Search the listing below for the line containing "for the simulation.". From there through the line containing "pub const GRID_SIZE: usize = 24;", transcribe every line exactly, both ends included.

== Data supplied ==
════════

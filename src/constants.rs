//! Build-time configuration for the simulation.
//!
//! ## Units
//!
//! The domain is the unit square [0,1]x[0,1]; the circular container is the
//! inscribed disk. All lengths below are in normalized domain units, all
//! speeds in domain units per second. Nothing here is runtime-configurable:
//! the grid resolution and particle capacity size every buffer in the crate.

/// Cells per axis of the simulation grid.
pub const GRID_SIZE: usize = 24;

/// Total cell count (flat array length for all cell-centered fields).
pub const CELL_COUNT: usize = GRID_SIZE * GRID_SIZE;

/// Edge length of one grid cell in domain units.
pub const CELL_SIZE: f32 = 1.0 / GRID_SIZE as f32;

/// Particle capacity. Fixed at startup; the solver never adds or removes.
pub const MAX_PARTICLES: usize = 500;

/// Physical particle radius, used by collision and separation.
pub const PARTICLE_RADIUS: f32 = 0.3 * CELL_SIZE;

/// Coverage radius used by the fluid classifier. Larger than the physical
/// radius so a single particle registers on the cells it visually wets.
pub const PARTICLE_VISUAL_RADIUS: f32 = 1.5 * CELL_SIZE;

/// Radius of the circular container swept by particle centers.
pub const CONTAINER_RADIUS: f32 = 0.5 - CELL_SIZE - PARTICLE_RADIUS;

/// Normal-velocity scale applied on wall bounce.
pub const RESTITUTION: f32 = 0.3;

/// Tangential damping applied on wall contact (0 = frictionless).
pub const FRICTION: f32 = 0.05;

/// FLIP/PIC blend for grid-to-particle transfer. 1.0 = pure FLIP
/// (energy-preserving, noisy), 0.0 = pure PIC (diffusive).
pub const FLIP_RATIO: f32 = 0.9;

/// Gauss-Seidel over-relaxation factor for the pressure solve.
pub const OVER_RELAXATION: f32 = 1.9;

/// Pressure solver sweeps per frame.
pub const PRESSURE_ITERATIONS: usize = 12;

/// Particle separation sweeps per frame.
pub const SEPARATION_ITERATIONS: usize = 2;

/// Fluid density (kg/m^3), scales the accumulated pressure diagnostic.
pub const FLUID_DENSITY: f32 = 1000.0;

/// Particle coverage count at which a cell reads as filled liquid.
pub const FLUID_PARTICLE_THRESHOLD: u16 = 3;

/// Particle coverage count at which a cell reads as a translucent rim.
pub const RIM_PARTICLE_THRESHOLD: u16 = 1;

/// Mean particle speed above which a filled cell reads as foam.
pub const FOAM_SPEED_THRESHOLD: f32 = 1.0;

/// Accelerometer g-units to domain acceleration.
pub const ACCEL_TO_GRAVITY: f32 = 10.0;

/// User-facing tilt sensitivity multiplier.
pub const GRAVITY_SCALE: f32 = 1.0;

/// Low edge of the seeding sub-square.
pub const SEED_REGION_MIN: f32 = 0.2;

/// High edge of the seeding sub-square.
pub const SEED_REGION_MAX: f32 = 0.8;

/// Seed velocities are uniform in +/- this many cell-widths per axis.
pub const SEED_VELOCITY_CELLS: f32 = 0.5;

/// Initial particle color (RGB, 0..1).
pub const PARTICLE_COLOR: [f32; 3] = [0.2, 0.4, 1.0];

════════

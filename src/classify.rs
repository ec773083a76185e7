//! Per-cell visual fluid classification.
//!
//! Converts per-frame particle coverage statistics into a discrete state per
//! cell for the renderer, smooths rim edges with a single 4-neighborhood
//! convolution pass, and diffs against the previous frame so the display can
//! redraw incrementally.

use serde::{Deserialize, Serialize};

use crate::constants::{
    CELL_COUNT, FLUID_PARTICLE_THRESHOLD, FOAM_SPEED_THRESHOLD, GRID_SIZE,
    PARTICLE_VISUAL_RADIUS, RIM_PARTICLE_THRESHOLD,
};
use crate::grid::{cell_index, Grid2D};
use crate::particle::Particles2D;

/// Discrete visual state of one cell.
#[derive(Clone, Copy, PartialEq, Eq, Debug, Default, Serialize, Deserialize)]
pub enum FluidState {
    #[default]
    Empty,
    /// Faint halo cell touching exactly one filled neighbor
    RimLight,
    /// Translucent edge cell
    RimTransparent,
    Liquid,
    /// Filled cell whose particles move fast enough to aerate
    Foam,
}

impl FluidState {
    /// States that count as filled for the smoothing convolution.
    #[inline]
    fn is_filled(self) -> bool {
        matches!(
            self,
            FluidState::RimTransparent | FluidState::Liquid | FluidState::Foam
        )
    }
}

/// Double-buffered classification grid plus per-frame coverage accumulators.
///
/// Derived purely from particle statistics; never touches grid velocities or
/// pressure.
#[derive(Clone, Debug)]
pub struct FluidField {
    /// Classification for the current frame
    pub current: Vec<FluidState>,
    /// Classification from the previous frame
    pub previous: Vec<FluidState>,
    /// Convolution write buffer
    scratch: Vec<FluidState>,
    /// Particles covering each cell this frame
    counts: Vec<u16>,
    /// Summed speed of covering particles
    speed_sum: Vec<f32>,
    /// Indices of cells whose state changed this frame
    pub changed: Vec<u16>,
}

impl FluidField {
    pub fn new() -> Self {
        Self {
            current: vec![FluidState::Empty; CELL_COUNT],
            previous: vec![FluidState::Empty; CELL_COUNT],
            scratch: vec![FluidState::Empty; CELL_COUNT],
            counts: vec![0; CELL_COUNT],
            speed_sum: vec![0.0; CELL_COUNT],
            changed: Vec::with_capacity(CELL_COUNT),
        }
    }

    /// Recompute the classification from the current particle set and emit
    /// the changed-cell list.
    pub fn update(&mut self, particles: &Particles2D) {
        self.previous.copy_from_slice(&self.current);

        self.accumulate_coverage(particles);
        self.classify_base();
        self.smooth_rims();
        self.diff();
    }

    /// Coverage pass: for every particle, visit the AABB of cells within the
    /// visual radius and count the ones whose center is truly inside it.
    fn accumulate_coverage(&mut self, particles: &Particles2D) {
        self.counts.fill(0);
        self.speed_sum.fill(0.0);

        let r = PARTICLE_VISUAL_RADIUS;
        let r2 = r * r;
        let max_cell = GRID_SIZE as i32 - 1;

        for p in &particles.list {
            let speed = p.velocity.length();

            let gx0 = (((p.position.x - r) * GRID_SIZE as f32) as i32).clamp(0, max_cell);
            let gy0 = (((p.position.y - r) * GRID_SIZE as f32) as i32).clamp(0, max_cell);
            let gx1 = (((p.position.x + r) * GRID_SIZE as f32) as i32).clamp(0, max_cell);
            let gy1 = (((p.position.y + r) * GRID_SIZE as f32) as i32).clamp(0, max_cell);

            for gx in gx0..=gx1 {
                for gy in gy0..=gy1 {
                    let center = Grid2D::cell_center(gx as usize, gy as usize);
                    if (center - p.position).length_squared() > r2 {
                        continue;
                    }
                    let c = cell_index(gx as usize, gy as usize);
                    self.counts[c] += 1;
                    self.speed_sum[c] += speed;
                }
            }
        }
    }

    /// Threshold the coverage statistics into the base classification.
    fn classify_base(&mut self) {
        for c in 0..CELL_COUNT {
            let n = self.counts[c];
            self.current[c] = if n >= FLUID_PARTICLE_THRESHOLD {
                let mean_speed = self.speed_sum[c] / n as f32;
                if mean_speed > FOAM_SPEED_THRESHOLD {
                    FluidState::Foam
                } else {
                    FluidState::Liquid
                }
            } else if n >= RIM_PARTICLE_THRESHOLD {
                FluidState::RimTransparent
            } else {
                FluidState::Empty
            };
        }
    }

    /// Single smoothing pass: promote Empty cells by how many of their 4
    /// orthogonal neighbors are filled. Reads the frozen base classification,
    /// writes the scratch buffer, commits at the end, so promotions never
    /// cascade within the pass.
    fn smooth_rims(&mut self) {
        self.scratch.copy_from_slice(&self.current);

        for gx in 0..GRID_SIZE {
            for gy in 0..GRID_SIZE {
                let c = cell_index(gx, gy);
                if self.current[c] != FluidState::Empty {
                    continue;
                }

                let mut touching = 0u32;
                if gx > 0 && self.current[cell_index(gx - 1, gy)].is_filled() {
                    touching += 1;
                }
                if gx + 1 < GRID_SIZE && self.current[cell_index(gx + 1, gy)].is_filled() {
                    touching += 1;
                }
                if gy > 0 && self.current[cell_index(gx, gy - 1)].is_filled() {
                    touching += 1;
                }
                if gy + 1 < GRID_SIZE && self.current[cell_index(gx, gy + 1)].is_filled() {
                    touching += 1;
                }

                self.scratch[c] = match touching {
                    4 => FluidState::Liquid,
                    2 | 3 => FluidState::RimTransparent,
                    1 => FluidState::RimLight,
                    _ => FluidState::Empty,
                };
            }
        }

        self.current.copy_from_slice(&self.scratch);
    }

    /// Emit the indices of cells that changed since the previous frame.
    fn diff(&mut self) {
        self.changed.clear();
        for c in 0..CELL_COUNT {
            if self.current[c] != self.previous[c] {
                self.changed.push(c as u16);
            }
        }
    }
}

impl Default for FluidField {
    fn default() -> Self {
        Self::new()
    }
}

════════

== Task answer ==
//! Build-time configuration for the simulation.
//!
//! ## Units
//!
//! The domain is the unit square [0,1]x[0,1]; the circular container is the
//! inscribed disk. All lengths below are in normalized domain units, all
//! speeds in domain units per second. Nothing here is runtime-configurable:
//! the grid resolution and particle capacity size every buffer in the crate.

/// Cells per axis of the simulation grid.
pub const GRID_SIZE: usize = 24;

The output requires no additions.